Elaine Griffiths looks at the downturn in applications to medical school, and the particular problem of the shifting gender balance

50 years ago

Medical schools need to select medical students who are well motivated and have the skills and aptitudes that make good doctors. One such skill is the ability to pass exams. Just passing exams, however, will not necessarily make a student a good doctor. Medical schools are currently concerned, not just about the drop in the number of applicants for each place but also the lack of successful male applicants. Why is medicine no longer attracting bright sixth formers and can anything be done about it?

The criteria used for selection into medical school are similar throughout the United Kingdom. They include academic ability, insight into medicine (including work experience and attendance at courses like Medlink or equivalent), extracurricular activities and interests, personality, motivation, and linguistic and communication skills. The problem lies with the weight given to academic criteria, particularly to A level grades, which make medical school a challenging choice at a time when the number and variety of higher education courses open to bright students is greater than ever. A career in medicine has not only received sustained bad publicity for several years but is also associated with high debts at the end of the course. These issues must be tackled to reverse these trends.

Previous academic performance is a good but not perfect predictor of success in medical training. The ability to pass exams does not necessarily correlate with a person being a good doctor. How many academic professors have earned their reputation on the basis of their surgical prowess? Medicine will always need a proportion of highly academic entrants to innovate and pioneer medical research, but most doctors will increasingly be working in partnership with their patients to make modern medicine truly patient centred.1 Communication skills and practical abilities are equally as important for todays doctors.

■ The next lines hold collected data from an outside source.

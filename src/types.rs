//! Core types shared across the application
//! This module contains pure data types with no external dependencies

/// Field dimensions per game, borders included (rows x cols)
pub const TETRIS_FIELD_ROWS: usize = 23;
pub const TETRIS_FIELD_COLS: usize = 12;
pub const SNAKE_FIELD_ROWS: usize = 21;
pub const SNAKE_FIELD_COLS: usize = 12;

/// Snake body limits; reaching `SNAKE_WIN_LEN` segments wins the game
pub const SNAKE_START_LEN: usize = 4;
pub const SNAKE_WIN_LEN: usize = 200;

/// Highest reachable level in both games
pub const LEVEL_MAX: i32 = 10;

/// A single field cell code.
///
/// The grid keeps the classic integer encoding: `0` is an immutable wall,
/// `b' '` is empty, and anything at or above [`Cell::BLOCK`] is an occupied
/// cell whose offset from `BLOCK` selects a color index (0-7).
#[derive(Debug, Clone, Copy, PartialEq, Eq, Hash)]
pub struct Cell(pub u8);

impl Cell {
    pub const WALL: Cell = Cell(0);
    pub const EMPTY: Cell = Cell(b' ');

    /// Base code for occupied cells.
    pub const BLOCK: u8 = b'*';

    /// An occupied cell carrying the given color index.
    pub const fn block(color: u8) -> Cell {
        Cell(Cell::BLOCK + color)
    }

    pub fn is_wall(self) -> bool {
        self.0 == 0
    }

    pub fn is_empty(self) -> bool {
        self.0 == b' '
    }

    /// Occupancy by threshold comparison.
    pub fn is_occupied(self) -> bool {
        self.0 >= Cell::BLOCK
    }

    /// Color index of an occupied cell.
    pub fn color(self) -> Option<u8> {
        if self.is_occupied() {
            Some(self.0 - Cell::BLOCK)
        } else {
            None
        }
    }
}

/// Engine state machine states.
#[derive(Debug, Clone, Copy, PartialEq, Eq)]
pub enum State {
    Launch,
    Spawn,
    Moving,
    Shifting,
    Attaching,
    GameOver,
    Win,
}

/// User actions consumed by the engines.
///
/// `Start` is the confirm action (Enter); `Action` rotates the puzzle piece.
/// `Idle` is produced by an input poll timeout and drives gravity/movement
/// without user intent.
#[derive(Debug, Clone, Copy, PartialEq, Eq)]
pub enum UserAction {
    Start,
    Pause,
    Terminate,
    Left,
    Right,
    Up,
    Down,
    Action,
    Idle,
}

impl UserAction {
    /// Whether the action steers the snake.
    pub fn is_direction(self) -> bool {
        matches!(
            self,
            UserAction::Left | UserAction::Right | UserAction::Up | UserAction::Down
        )
    }
}

/// One processed input: an action plus the key-repeat flag.
#[derive(Debug, Clone, Copy, PartialEq, Eq)]
pub struct InputEvent {
    pub action: UserAction,
    pub hold: bool,
}

impl InputEvent {
    /// A fresh (non-repeated) press.
    pub fn press(action: UserAction) -> Self {
        Self {
            action,
            hold: false,
        }
    }

    /// A continued key repeat.
    pub fn held(action: UserAction) -> Self {
        Self { action, hold: true }
    }
}

/// Snake movement direction.
#[derive(Debug, Clone, Copy, PartialEq, Eq)]
pub enum Direction {
    Up,
    Right,
    Down,
    Left,
}

impl Direction {
    pub fn opposite(self) -> Self {
        match self {
            Direction::Up => Direction::Down,
            Direction::Right => Direction::Left,
            Direction::Down => Direction::Up,
            Direction::Left => Direction::Right,
        }
    }

    /// Per-step (row, col) delta.
    pub fn delta(self) -> (i32, i32) {
        match self {
            Direction::Up => (-1, 0),
            Direction::Right => (0, 1),
            Direction::Down => (1, 0),
            Direction::Left => (0, -1),
        }
    }
}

Research suggests that previous academic performance overpredicts success in UK medical schools by students from ethnic minority groups. Students from these groups, however, training in the United Kingdom may perform better in medical exams than white students.2 This confirms that the academic selection criteria in the subgroups that have been studied are not as good as we would wish. In contrast, interview ratings for overall suitability have been shown to be predictors of success in medical training.2 We can collect additional information that has predictive power from an interview, which is over and above academic performance.

The evolution of the ward round

Female students often perform better at interview compared with male students. This brings us to the reasons for the lack of suitable male applicants. Female students now perform as well, or better, than male students of science in every examination from age 11 to 18. More female students than male students than take A level biology; if the current trends continue, this might happen in chemistry as well.3 We could reverse this by promoting medicine as an accessible and attractive career to boys younger than 16 years old.

Alternatively, we could accept that in future women will predominate in medicine. The female sex is an independent factor associated with success in medicine. Not only do women perform better than men in medical training, they are more likely to get an honours degree. Their ability to pass exams and achieve high academic standards is not in doubt.

The problem is that fewer women currently choose a career in hospital medicine. With the increasing percentage of female medical students, this could result in a lack of hospital doctors. Postgraduate training for hospital specialties is still designed by male doctors and based on the “marathon” and “obstacle course” concept rather than being skills based. It is also driven by the need to provide 24 hour cover. Careers in hospital medicine have to be made more attractive to women; training needs to offer family friendly options and include greater flexibility. Perhaps we can learn from the Norwegians who expect both men and women to work part time when they have young children. That way, both men and women share in the parenting, maintain their skill levels, and compete for career opportunities on even terms. Glass ceilings must be broken and candidates should be promoted on merit not on sex. Courses that are truly skill based would enable people to acquire the necessary skills at a pace suited to their personal needs.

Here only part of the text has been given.